The Notes will bear interest at an interest rate of 25/8 per cent. per annum and will be issued at 100 per cent. of their nominal value.
Drax has placed cross-currency swaps to convert the proceeds of the Offering into Sterling, as a result of which the effective Sterling-equivalent interest rate is 3.24 per cent. per annum. The Notes will extend the Group’s average debt maturity profile and reduce the Group’s overall cost of debt.
Drax intend to use the gross proceeds of the Offering (i) for general corporate purposes, which may include the repayment of indebtedness, and (ii) to pay estimated fees and expenses of the Offering, including Initial Purchasers’ fees and commissions, professional fees and other associated transaction costs. Drax intend to repay the existing £350 million 4 ¼ per cent. Senior Secured Fixed Rate notes due 2022 issued by the Issuer in full before 31 December 2020.
Drax Investor Relations: Mark Strafford
Drax Head of Media and PR: Ali Lewis
Website: www.drax.com/uk
This release is being issued pursuant to Rule 135c under the U.S. Securities Act of 1933, as amended (the “Securities Act“) and is for information purposes only and does not constitute a prospectus or any offer to sell or the solicitation of an offer to buy any security in the United States of America or in any other jurisdiction. Securities may not be offered or sold in the United States of America absent registration or an exemption from registration under the Securities Act. The Notes and related guarantees were offered in a private offering exempt from the registration requirements of the Securities Act and were accordingly offered only to persons outside the United States in compliance with Regulation S under the Securities Act. No indebtedness incurred in connection with any other financing transactions will be registered under the Securities Act.

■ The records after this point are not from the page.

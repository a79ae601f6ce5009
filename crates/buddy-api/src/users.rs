use std::collections::HashMap;

use axum::{
    Extension, Json,
    extract::{Path, Query, State, rejection::JsonRejection},
    http::StatusCode,
    response::IntoResponse,
};
use serde_json::{Value, json};
use tracing::info;
use validator::Validate;

use buddy_crypto::{VERIFICATION_CODE_LEN, generate_code};
use buddy_db::age_in_years;
use buddy_db::models::{ListedUserRow, NewUserRow};
use buddy_types::api::{
    Document, ListDocument, ListedUserAttributes, NewUser, UserPatch, UserPatchResource,
    UserResource,
};
use buddy_types::models::Role;

use crate::auth::AppState;
use crate::error::{ApiError, ApiResult, JsonApi};
use crate::extract::{document, expect_type};
use crate::middleware::AuthContext;
use crate::policy;
use crate::query::{parse_page, parse_user_filter};

pub(crate) fn now_ms() -> i64 {
    chrono::Utc::now().timestamp_millis()
}

/// `POST /users`: register and mail the verification code.
pub async fn register(
    State(state): State<AppState>,
    payload: Result<Json<Document<NewUser>>, JsonRejection>,
) -> ApiResult<impl IntoResponse> {
    let user = document(payload)?;
    expect_type("/data/type", &user.kind, "users")?;
    let attributes = user.attributes;

    let birthday = attributes
        .birthday
        .and_hms_opt(0, 0, 0)
        .ok_or_else(|| ApiError::invalid("/data/attributes/birthday", "invalid birthday"))?
        .and_utc()
        .timestamp_millis();

    let code = generate_code(VERIFICATION_CODE_LEN);
    let email = attributes.email.clone();
    let username = attributes.username.clone();

    // Hashing and the insert run off the async runtime
    let db = state.clone();
    let plain_code = code.clone();
    tokio::task::spawn_blocking(move || {
        let now = now_ms();
        let expire_ms = db.config.email_code_expiration.as_millis() as i64;
        let row = NewUserRow {
            password: db.credentials.hash(&attributes.password)?,
            email_code: db.credentials.hash(&plain_code)?,
            email_code_expire: now + expire_ms,
            username: attributes.username,
            temporary_email: attributes.email,
            role: attributes.role,
            given_name: attributes.given_name,
            family_name: attributes.family_name,
            gender: attributes.gender,
            birthday,
            created: now,
        };
        db.db.create_user(&row)?;
        Ok::<_, ApiError>(())
    })
    .await??;

    state
        .mailer
        .send_verification_email(&email, &username, &code)
        .await?;

    Ok((StatusCode::CREATED, JsonApi(json!({}))))
}

/// `GET /buddies`, visible to comers.
pub async fn list_buddies(
    State(state): State<AppState>,
    Extension(auth): Extension<AuthContext>,
    Query(params): Query<HashMap<String, String>>,
) -> ApiResult<impl IntoResponse> {
    policy::only_comer(&auth)?;
    list(state, Role::Buddy, params).await
}

/// `GET /comers`, visible to active buddies.
pub async fn list_comers(
    State(state): State<AppState>,
    Extension(auth): Extension<AuthContext>,
    Query(params): Query<HashMap<String, String>>,
) -> ApiResult<impl IntoResponse> {
    policy::only_active_buddy(&auth)?;
    list(state, Role::Comer, params).await
}

async fn list(
    state: AppState,
    role: Role,
    params: HashMap<String, String>,
) -> ApiResult<JsonApi<ListDocument<UserResource>>> {
    let page = parse_page(&params)?;
    let filter = parse_user_filter(&params)?;
    let now = now_ms();

    let rows = tokio::task::spawn_blocking(move || state.db.list_users(role, &filter, page, now))
        .await??;

    Ok(JsonApi(ListDocument {
        data: rows.into_iter().map(|row| listed_user(row, now)).collect(),
    }))
}

fn listed_user(row: ListedUserRow, now: i64) -> UserResource {
    // Only buddies share their family name.
    let family_name = (row.role == Role::Buddy).then_some(row.family_name);
    UserResource {
        kind: "users".to_string(),
        id: row.username,
        attributes: ListedUserAttributes {
            given_name: row.given_name,
            family_name,
            age: age_in_years(row.birthday, now),
            role: row.role,
            gender: row.gender,
            languages: row.languages,
        },
    }
}

/// `PATCH /users/{username}`: the body shape selects `active` (admin) or
/// `available` (the user themself).
pub async fn patch_user(
    State(state): State<AppState>,
    Path(username): Path<String>,
    Extension(auth): Extension<AuthContext>,
    payload: Result<Json<Value>, JsonRejection>,
) -> ApiResult<impl IntoResponse> {
    // Authorize on the raw shape so refusals never depend on body validity.
    let body = match payload {
        Ok(Json(body)) => body,
        Err(rejection) => {
            policy::only_admin(&auth).or_else(|_| policy::only_logged_me(&auth, &username))?;
            return Err(rejection.into());
        }
    };
    if body.pointer("/data/attributes/active").is_some() {
        policy::only_admin(&auth)?;
    } else {
        policy::only_logged_me(&auth, &username)?;
    }

    let Document { data: patch } = serde_json::from_value::<Document<UserPatchResource>>(body)
        .map_err(|e| ApiError::invalid("/data", e.to_string()))?;
    patch.validate()?;
    expect_type("/data/type", &patch.kind, "users")?;
    if patch.id != username {
        return Err(ApiError::invalid("/data/id", "id must match the username in the url"));
    }

    tokio::task::spawn_blocking(move || match patch.attributes {
        UserPatch::Active(set) => {
            state.db.update_active(&username, set.active)?;
            info!("Set active={} for {}", set.active, username);
            Ok::<_, ApiError>(())
        }
        UserPatch::Available(set) => {
            state.db.update_available(&username, set.available)?;
            Ok(())
        }
    })
    .await??;

    Ok((StatusCode::OK, JsonApi(json!({}))))
}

This communication is directed only at persons who (i) have professional experience in matters relating to investments falling within Article 19(5) of the Financial Services and Markets Act 2000 (Financial Promotion) Order 2005 as amended (the “Order“), (ii) are persons falling within Article 49(2)(a) to (d) (“high net worth companies, unincorporated associations, etc.”) of the Order, (iii) are persons who are outside the United Kingdom, or (iv) are persons to whom an invitation or inducement to engage in investment activity (within the meaning of section 21 of the Financial Services and Markets Act 2000) in connection with the issue or sale of any notes may otherwise lawfully be communicated or caused to be communicated (all such persons together being referred to as “relevant persons”).

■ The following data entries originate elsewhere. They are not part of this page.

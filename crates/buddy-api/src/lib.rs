/// Buddy API
///
/// HTTP handlers, authentication and authorization for the Buddy Brno
/// backend, plus the background notification job.
pub mod account;
pub mod auth;
pub mod config;
pub mod error;
pub mod extract;
pub mod languages;
pub mod mailer;
pub mod messages;
pub mod middleware;
pub mod notifications;
pub mod policy;
pub mod query;
pub mod routes;
pub mod token;
pub mod users;

pub use auth::{AppState, AppStateInner};
pub use config::Config;
pub use routes::router;
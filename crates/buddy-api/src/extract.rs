use axum::Json;
use axum::extract::rejection::JsonRejection;
use buddy_types::api::Document;
use validator::Validate;

use crate::error::{ApiError, ApiResult};

/// Unwrap `{ "data": ... }` and run field validation on `data`.
pub fn document<T: Validate>(payload: Result<Json<Document<T>>, JsonRejection>) -> ApiResult<T> {
    let Json(Document { data }) = payload?;
    data.validate()?;
    Ok(data)
}

/// Resource objects must name their type.
pub fn expect_type(pointer: &str, kind: &str, expected: &str) -> ApiResult<()> {
    if kind == expected {
        Ok(())
    } else {
        Err(ApiError::invalid(pointer, format!("type must be {expected}")))
    }
}
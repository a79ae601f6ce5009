use anyhow::{Result, anyhow};
use argon2::{Algorithm, Argon2, Params, Version, password_hash::Output};
use base64::{Engine as _, engine::general_purpose::STANDARD as BASE64};
use rand::RngCore;

const SALT_LEN: usize = 16;
const HASH_LEN: usize = 32;

/// KDF cost parameters. `iterations` is stored next to every hash so it can
/// be raised later without invalidating existing credentials; `memory_kib`
/// is process-wide.
#[derive(Debug, Clone, Copy, PartialEq, Eq)]
pub struct CredentialConfig {
    pub iterations: u32,
    pub memory_kib: u32,
}

impl Default for CredentialConfig {
    fn default() -> Self {
        Self {
            iterations: 3,
            memory_kib: 19_456,
        }
    }
}

/// A salted, iterated one-way hash of a secret. `hash` and `salt` are base64.
#[derive(Debug, Clone, PartialEq, Eq)]
pub struct HashedSecret {
    pub hash: String,
    pub salt: String,
    pub iterations: u32,
}

/// Hashes and verifies passwords and email-verification codes with Argon2id.
#[derive(Debug, Clone)]
pub struct Credentials {
    config: CredentialConfig,
}

impl Credentials {
    pub fn new(config: CredentialConfig) -> Self {
        Self { config }
    }

    /// Hash `plaintext` with a fresh random salt.
    pub fn hash(&self, plaintext: &str) -> Result<HashedSecret> {
        let mut salt = [0u8; SALT_LEN];
        rand::rng().fill_bytes(&mut salt);

        let digest = self.derive(plaintext, &salt, self.config.iterations)?;

        Ok(HashedSecret {
            hash: BASE64.encode(digest),
            salt: BASE64.encode(salt),
            iterations: self.config.iterations,
        })
    }

    /// Recompute the hash with the stored salt and iterations and compare.
    /// The comparison of the digests runs in constant time.
    pub fn compare(&self, plaintext: &str, stored: &HashedSecret) -> Result<bool> {
        let salt = BASE64.decode(&stored.salt)?;
        let expected = BASE64.decode(&stored.hash)?;

        let digest = self.derive(plaintext, &salt, stored.iterations)?;

        let expected = Output::new(&expected).map_err(|e| anyhow!("Invalid stored hash: {}", e))?;
        let actual = Output::new(&digest).map_err(|e| anyhow!("Invalid derived hash: {}", e))?;
        Ok(expected == actual)
    }

    fn derive(&self, plaintext: &str, salt: &[u8], iterations: u32) -> Result<[u8; HASH_LEN]> {
        let params = Params::new(self.config.memory_kib, iterations, 1, Some(HASH_LEN))
            .map_err(|e| anyhow!("Invalid KDF parameters: {}", e))?;
        let argon2 = Argon2::new(Algorithm::Argon2id, Version::V0x13, params);

        let mut out = [0u8; HASH_LEN];
        argon2
            .hash_password_into(plaintext.as_bytes(), salt, &mut out)
            .map_err(|e| anyhow!("Hashing failed: {}", e))?;
        Ok(out)
    }
}
use std::sync::Arc;

use anyhow::anyhow;
use axum::{extract::State, response::IntoResponse};
use axum_extra::{
    TypedHeader,
    headers::{Authorization, authorization::Basic},
    typed_header::TypedHeaderRejection,
};
use tracing::info;

use buddy_crypto::Credentials;
use buddy_db::Database;
use buddy_types::api::{TokenMeta, TokenResponse};

use crate::config::Config;
use crate::error::{ApiError, ApiResult, AuthFailure, JsonApi};
use crate::mailer::Mailer;
use crate::token::TokenService;

pub type AppState = Arc<AppStateInner>;

pub struct AppStateInner {
    pub db: Database,
    pub config: Config,
    pub credentials: Credentials,
    pub tokens: TokenService,
    pub mailer: Arc<dyn Mailer>,
}

impl AppStateInner {
    pub fn new(db: Database, config: Config, mailer: Arc<dyn Mailer>) -> Self {
        Self {
            credentials: Credentials::new(config.credentials),
            tokens: TokenService::new(&config.token),
            db,
            config,
            mailer,
        }
    }
}

/// `GET /auth/token`
pub async fn issue_token(
    State(state): State<AppState>,
    basic: Result<TypedHeader<Authorization<Basic>>, TypedHeaderRejection>,
) -> ApiResult<impl IntoResponse> {
    token_response(state, basic, false).await
}

/// `GET /auth/token/admin`
pub async fn issue_admin_token(
    State(state): State<AppState>,
    basic: Result<TypedHeader<Authorization<Basic>>, TypedHeaderRejection>,
) -> ApiResult<impl IntoResponse> {
    token_response(state, basic, true).await
}

async fn token_response(
    state: AppState,
    basic: Result<TypedHeader<Authorization<Basic>>, TypedHeaderRejection>,
    want_admin: bool,
) -> ApiResult<JsonApi<TokenResponse>> {
    let TypedHeader(Authorization(basic)) =
        basic.map_err(|_| ApiError::Unauthorized(AuthFailure::InvalidHeader))?;
    let username = basic.username().to_string();
    let password = basic.password().to_string();

    // Password comparison is CPU-bound; keep it off the async runtime.
    let db = state.clone();
    let user = tokio::task::spawn_blocking(move || {
        let user = db
            .db
            .read_user(&username)?
            .ok_or(ApiError::Unauthorized(AuthFailure::InvalidCredentials))?;

        let matches = db
            .credentials
            .compare(&password, &user.password)
            .map_err(ApiError::Internal)?;
        if !matches {
            return Err(ApiError::Unauthorized(AuthFailure::InvalidCredentials));
        }
        Ok::<_, ApiError>(user)
    })
    .await??;

    if want_admin {
        if !user.admin {
            return Err(ApiError::Unauthorized(AuthFailure::NotAdmin));
        }
        if user.email.is_none() {
            return Err(ApiError::Unauthorized(AuthFailure::NotVerified));
        }
    }

    let token = state
        .tokens
        .issue(&user, want_admin)
        .map_err(|e| ApiError::Internal(anyhow!(e)))?;

    if want_admin {
        info!("Issued admin token for {}", user.username);
    }

    Ok(JsonApi(TokenResponse {
        meta: TokenMeta { token },
    }))
}
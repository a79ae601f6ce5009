use std::collections::HashMap;

use axum::{
    Extension, Json,
    extract::{Query, State, rejection::JsonRejection},
    http::StatusCode,
    response::IntoResponse,
};
use serde_json::json;

use buddy_db::models::MessageRow;
use buddy_types::api::{
    Document, ListDocument, MessageAttributes, MessageRelationships, MessageResource, NewMessage,
    UserRef,
};

use crate::auth::AppState;
use crate::error::{ApiError, ApiResult, JsonApi};
use crate::extract::{document, expect_type};
use crate::middleware::AuthContext;
use crate::policy;
use crate::query::parse_with;
use crate::users::now_ms;

const RECEIVER_POINTER: &str = "/data/relationships/receiver/data/id";

/// `POST /messages`: an active buddy writes to a comer or the other way round.
pub async fn send_message(
    State(state): State<AppState>,
    Extension(auth): Extension<AuthContext>,
    payload: Result<Json<Document<NewMessage>>, JsonRejection>,
) -> ApiResult<impl IntoResponse> {
    policy::only_active_buddy_or_comer(&auth)?;
    let sender = policy::only_logged(&auth)?.to_string();

    let message = document(payload)?;
    expect_type("/data/type", &message.kind, "messages")?;
    let receiver = message.relationships.receiver.data;
    expect_type(
        "/data/relationships/receiver/data/type",
        &receiver.kind,
        "users",
    )?;
    if receiver.id == sender {
        return Err(ApiError::invalid(RECEIVER_POINTER, "receiver must differ from sender"));
    }
    let body = message.attributes.body.trim().to_string();

    // Pairing rules are enforced by the insert itself
    tokio::task::spawn_blocking(move || {
        state.db.send_message(&sender, &receiver.id, &body, now_ms())
    })
    .await??;

    Ok((StatusCode::CREATED, JsonApi(json!({}))))
}

/// `GET /messages?filter[with]=<username>`: the conversation, newest first.
pub async fn read_conversation(
    State(state): State<AppState>,
    Extension(auth): Extension<AuthContext>,
    Query(params): Query<HashMap<String, String>>,
) -> ApiResult<impl IntoResponse> {
    let me = policy::only_logged(&auth)?.to_string();
    let with = parse_with(&params)?;

    let rows =
        tokio::task::spawn_blocking(move || state.db.read_conversation(&me, &with)).await??;

    Ok(JsonApi(ListDocument {
        data: rows.into_iter().map(message_resource).collect::<Vec<_>>(),
    }))
}

fn message_resource(row: MessageRow) -> MessageResource {
    MessageResource {
        kind: "messages".to_string(),
        id: row.id,
        attributes: MessageAttributes {
            body: row.body,
            created: row.created,
            is_read: row.is_read,
        },
        relationships: MessageRelationships {
            sender: UserRef::user(row.sender),
            receiver: UserRef::user(row.receiver),
        },
    }
}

Any investment activity to which this communication relates will only be available to, and will only be engaged in with, relevant persons. Any person who is not a relevant person should not act or rely on this document or any of its contents.
This announcement is not a public offering in the Grand Duchy of Luxembourg or an offer of securities to the public under Regulation (EU) 2017/1129, and any amendments thereto.
The Notes are not intended to be offered, sold or otherwise made available to and should not be offered, sold or otherwise made available to any retail investor in the European Economic Area (the “EEA”) or in the United Kingdom (the “UK”). For these purposes, a retail investor means a person who is one (or more) of: (i) a retail client as defined in point (11) of Article 4(1) of Article 4(1) of MiFID II; (ii) a customer within the meaning of the Insurance Distribution Directive), where that customer would not qualify as a professional client as defined in point (10) of Article 4(1) of MiFID II; or (iii) not a qualified investor as defined in Regulation (EU) 2017/1129 (as amended, the “Prospectus Regulation”). Consequently no key information document required by Regulation (EU) No 1286/2014 (as amended, the “PRIIPs Regulation”) for offering or selling the Notes or otherwise making them available to retail investors in the EEA or in the UK will be prepared. Offering or selling the Notes or otherwise making them available to any retail investor in the EEA or in the UK may be unlawful under the PRIIPs Regulation. Any offer of Notes in any Member State of the EEA or in the UK will be made pursuant to an exemption under the Prospectus Regulation from the requirement to publish a prospectus for offers of Notes.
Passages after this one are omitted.